Выбрать главу

После всего, через что мы прошли,

Ты должна меня понимать так, как я понимаю тебя.

Теперь, девочка, я знаю разницу между тем, что правильно, и тем, что нет.

И я не сделаю ничего, что разрушит наш счастливый дом.

If You Don’t Know Me By Now by Simply Red.

Вовсе не этот флирт вывел Китнисс из себя. Не только он, во всяком случае. Она уже отчасти смирилась с тем, что женщины постоянно заигрывают с Питом. Он всегда был хорош собой, но чем старше он становился, тем больше ощущалась его мужская привлекательность, он становился “жарче”. В свои тридцать с хвостиком он уже перестал быть по-юношески умильным, каким был лет в шестнадцать, да и в двадцать с небольшим. И это, вместе с его шрамами, широкими плечами и мускулистой грудью, какие и положено иметь пекарю, делало его невероятно, до умопомрачения притягательным.

Характер же его при этом совсем не изменился. Он оставался по-прежнему общительным и легко ладил с людьми. И этого сочетания ненарочитой мужественности и чувства юмора, остроумия и интеллекта было достаточно, чтобы даже самые зажатые обычно женщины были готовы выпрыгнуть ради него из трусиков.
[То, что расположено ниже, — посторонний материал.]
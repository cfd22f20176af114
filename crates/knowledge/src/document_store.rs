//! Document store abstraction.
//!
//! Defines a trait for id-addressed passage storage with nearest-neighbour
//! queries, plus an in-process implementation on top of the TF-IDF
//! retriever.

use crate::corpus::Corpus;
use crate::retriever::retrieve;
use crate::vector_space::VectorSpace;
use kbqa_core::{AppError, AppResult};

/// Trait for document store backends.
///
/// Implementations must support:
/// - Upserting documents by id
/// - Querying the most similar documents for several query texts at once
pub trait DocumentStore: Send + Sync {
    /// Insert or replace documents. `ids` and `documents` are paired by
    /// position and must have the same length.
    fn upsert(&mut self, ids: &[String], documents: &[String]) -> AppResult<()>;

    /// For each query text, the `n_results` most similar documents in
    /// descending similarity order.
    fn query(&self, query_texts: &[String], n_results: usize) -> AppResult<Vec<Vec<String>>>;

    /// Number of stored documents.
    fn len(&self) -> usize;

    fn is_empty(&self) -> bool {
        self.len() == 0
    }
}

/// In-memory store backed by a TF-IDF vector space.
///
/// The space is refitted after every upsert. Only documents sharing at least
/// one term with the query are returned.
#[derive(Debug, Default)]
pub struct MemoryDocumentStore {
    ids: Vec<String>,
    documents: Vec<String>,
    index: Option<(Corpus, VectorSpace)>,
}

impl MemoryDocumentStore {
    pub fn new() -> Self {
        Self::default()
    }

    /// Seed a store with every passage of a corpus, keyed by passage id.
    pub fn from_corpus(corpus: &Corpus) -> AppResult<Self> {
        let mut store = Self::new();
        let ids: Vec<String> = corpus.iter().map(|p| p.id.clone()).collect();
        let documents: Vec<String> = corpus.iter().map(|p| p.text.clone()).collect();
        store.upsert(&ids, &documents)?;
        Ok(store)
    }

    /// Stored document for an id.
    pub fn get(&self, id: &str) -> Option<&str> {
        self.ids
            .iter()
            .position(|existing| existing == id)
            .map(|pos| self.documents[pos].as_str())
    }

    fn reindex(&mut self) -> AppResult<()> {
        if self.documents.is_empty() {
            self.index = None;
            return Ok(());
        }

        let corpus = Corpus::from_texts(self.documents.iter().cloned())?;
        let space = VectorSpace::from_corpus(&corpus)?;
        self.index = Some((corpus, space));
        Ok(())
    }
}

impl DocumentStore for MemoryDocumentStore {
    fn upsert(&mut self, ids: &[String], documents: &[String]) -> AppResult<()> {
        if ids.len() != documents.len() {
            return Err(AppError::Knowledge(format!(
                "upsert expects one document per id (got {} ids, {} documents)",
                ids.len(),
                documents.len()
            )));
        }

        for (id, document) in ids.iter().zip(documents) {
            match self.ids.iter().position(|existing| existing == id) {
                Some(pos) => self.documents[pos] = document.clone(),
                None => {
                    self.ids.push(id.clone());
                    self.documents.push(document.clone());
                }
            }
        }

        tracing::debug!("Upserted {} documents ({} stored)", ids.len(), self.ids.len());
        self.reindex()
    }

    fn query(&self, query_texts: &[String], n_results: usize) -> AppResult<Vec<Vec<String>>> {
        let Some((corpus, space)) = &self.index else {
            return Ok(vec![Vec::new(); query_texts.len()]);
        };

        Ok(query_texts
            .iter()
            .map(|query| {
                retrieve(query, space, corpus, n_results, f32::MIN_POSITIVE)
                    .into_iter()
                    .map(|result| result.passage.text.clone())
                    .collect()
            })
            .collect())
    }

    fn len(&self) -> usize {
        self.ids.len()
    }
}
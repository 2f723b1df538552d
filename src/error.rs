//! Construction-time errors.
//!
//! Search failures are not errors: a search always completes and reports
//! through its `success` flag.
use thiserror::Error;

#[derive(Debug, Error)]
pub enum GridError {
    #[error("node size must be positive, got {0}")]
    InvalidNodeSize(f32),
    #[error("grid needs at least one box")]
    NoBoxes,
}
Вовсе не флирт довел Китнисс до того состояния, в каком она сейчас пребывала. На самом деле, если уж начистоту, молоденькая мисс Кроули не посмела бы так себя вести, заметь она присутствие Китнисс в пекарне хотя бы краешком глаза. Эта миленькая рыжеволосая девушка лет двадцати в этом смысле не отличалась от всех прочих обитательниц Дистрикта Двенадцать. Все они слишком побаивались миссис Мелларк, чтобы откровенно обхаживать её аппетитного мужа в её же присутствии.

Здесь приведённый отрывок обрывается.